## [PROBLEM REQUIREMENTS]
The answer must be an exact reproduction of the lines from the start of the records below through the line containing "to the scan.", and nothing more.

## [AVAILABLE RECORDS]
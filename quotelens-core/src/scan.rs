//! Quote scanner: find the string literal under a cursor
//!
//! A single left-to-right scan over one line of text. The scanner keeps
//! the currently open quote character (if any) and the offset where its
//! content began, closing a literal only on an unescaped occurrence of
//! the same quote character. When literals nest with differing quote
//! characters the outermost one wins, because the inner quotes are plain
//! content to the scan.

use crate::text::{line_at, Position, Span};
use serde::{Deserialize, Serialize};

/// A string literal found under the cursor.
///
/// `value` is the content between the delimiters, escapes retained
/// verbatim. The span's `start`/`end` exclude the quote characters.
#[derive(Debug, Clone, PartialEq, Eq, Serialize, Deserialize)]
pub struct LiteralMatch {
    pub value: String,
    pub span: Span,
}

fn is_quote(c: char) -> bool {
    c == '"' || c == '\'' || c == '`'
}

/// Find the string literal containing `position` in `text`.
///
/// Resolves the cursor's line out of `text` and scans it; an
/// out-of-range line yields `None`.
pub fn string_at(text: &str, position: Position) -> Option<LiteralMatch> {
    let line = line_at(text, position.line)?;
    string_in_line(line, position.line, position.character)
}

/// Find the string literal containing the `cursor` offset in one line.
///
/// Total over any input: never panics, never errors. Returns `None`
/// when the cursor is not inside a literal, including the mismatched
/// case where an opening quote is never closed.
pub fn string_in_line(line: &str, line_no: usize, cursor: usize) -> Option<LiteralMatch> {
    let chars: Vec<char> = line.chars().collect();
    let mut open: Option<char> = None;
    let mut start = 0usize;

    for (i, &c) in chars.iter().enumerate() {
        match open {
            None => {
                // No literal can contain the cursor once the scan has
                // passed it without an open quote.
                if i > cursor {
                    return None;
                }
                if is_quote(c) {
                    open = Some(c);
                    start = i + 1;
                }
            }
            Some(quote) => {
                let escaped = i > 0 && chars[i - 1] == '\\';
                if c == quote && !escaped {
                    if cursor <= i && cursor >= start {
                        return Some(LiteralMatch {
                            value: chars[start..i].iter().collect(),
                            span: Span {
                                line: line_no,
                                start,
                                end: i,
                            },
                        });
                    }
                    // Literal closed before the cursor: keep scanning
                    // for a later sibling.
                    open = None;
                }
            }
        }
    }

    None
}

#[cfg(test)]
mod tests {
    use super::*;

    fn locate(line: &str, cursor: usize) -> Option<LiteralMatch> {
        string_in_line(line, 1, cursor)
    }

    #[test]
    fn finds_single_quoted_string() {
        let found = locate("jumped 'over'", 9).unwrap();
        assert_eq!(found.value, "over");
        assert_eq!(
            found.span,
            Span {
                line: 1,
                start: 8,
                end: 12
            }
        );
    }

    #[test]
    fn finds_double_quoted_string() {
        let found = locate("jumped \"over\"", 9).unwrap();
        assert_eq!(found.value, "over");
        assert_eq!(
            found.span,
            Span {
                line: 1,
                start: 8,
                end: 12
            }
        );
    }

    #[test]
    fn finds_backtick_quoted_string() {
        let found = locate("jumped `over`", 9).unwrap();
        assert_eq!(found.value, "over");
        assert_eq!(found.span.start, 8);
        assert_eq!(found.span.end, 12);
    }

    #[test]
    fn mismatched_quotes_yield_none() {
        assert_eq!(locate("jumped \"over'", 9), None);
    }

    #[test]
    fn mismatched_quotes_yield_none_for_any_cursor() {
        let line = "jumped \"over'";
        for cursor in 0..line.len() {
            assert_eq!(locate(line, cursor), None, "cursor={}", cursor);
        }
    }

    #[test]
    fn outermost_string_wins_over_nested_quotes() {
        // Cursor inside "over": the single-quoted literal opened first,
        // so the double quotes are ordinary content.
        let found = locate("lorem 'jumped \"over\"' ipsum", 16).unwrap();
        assert_eq!(found.value, "jumped \"over\"");
        assert_eq!(
            found.span,
            Span {
                line: 1,
                start: 7,
                end: 20
            }
        );
    }

    #[test]
    fn escaped_double_quote_does_not_close() {
        let found = locate(r#"jumped "o\"ver""#, 13).unwrap();
        assert_eq!(found.value, r#"o\"ver"#);
        assert_eq!(found.span.start, 8);
        assert_eq!(found.span.end, 14);
    }

    #[test]
    fn escaped_single_quote_does_not_close() {
        let found = locate(r"jumped 'o\'ver'", 13).unwrap();
        assert_eq!(found.value, r"o\'ver");
        assert_eq!(found.span.start, 8);
        assert_eq!(found.span.end, 14);
    }

    #[test]
    fn resolves_among_several_strings_on_one_line() {
        let found = locate("'jumped' 'over'", 13).unwrap();
        assert_eq!(found.value, "over");
        assert_eq!(found.span.start, 10);
        assert_eq!(found.span.end, 14);
    }

    #[test]
    fn cursor_outside_any_literal_is_none() {
        assert_eq!(locate("jumped 'over'", 2), None);
        assert_eq!(locate("no quotes here", 5), None);
        assert_eq!(locate("'jumped' over", 12), None);
    }

    #[test]
    fn cursor_past_end_of_line_is_none() {
        assert_eq!(locate("jumped 'over'", 40), None);
    }

    #[test]
    fn empty_literal_matches_on_closing_quote() {
        let found = locate("x = ''", 5).unwrap();
        assert_eq!(found.value, "");
        assert_eq!(found.span.start, 5);
        assert_eq!(found.span.end, 5);
    }

    #[test]
    fn idempotent_over_repeated_calls() {
        let first = locate("jumped 'over'", 9);
        let second = locate("jumped 'over'", 9);
        assert_eq!(first, second);
    }

    #[test]
    fn string_at_resolves_the_cursor_line() {
        let text = "the quick brown fox\njumped 'over'\nthe lazy dog";
        let found = string_at(text, Position::new(1, 9)).unwrap();
        assert_eq!(found.value, "over");
        assert_eq!(
            found.span,
            Span {
                line: 1,
                start: 8,
                end: 12
            }
        );
    }

    #[test]
    fn string_at_out_of_range_line_is_none() {
        assert_eq!(string_at("one line", Position::new(3, 0)), None);
    }
}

## [SOLUTION TO THE EXERCISE]
filename quotelens-core/src/scan.rs
//! Quote scanner: find the string literal under a cursor
//!
//! A single left-to-right scan over one line of text. The scanner keeps
//! the currently open quote character (if any) and the offset where its
//! content began, closing a literal only on an unescaped occurrence of
//! the same quote character. When literals nest with differing quote
//! characters the outermost one wins, because the inner quotes are plain
//! content to the scan.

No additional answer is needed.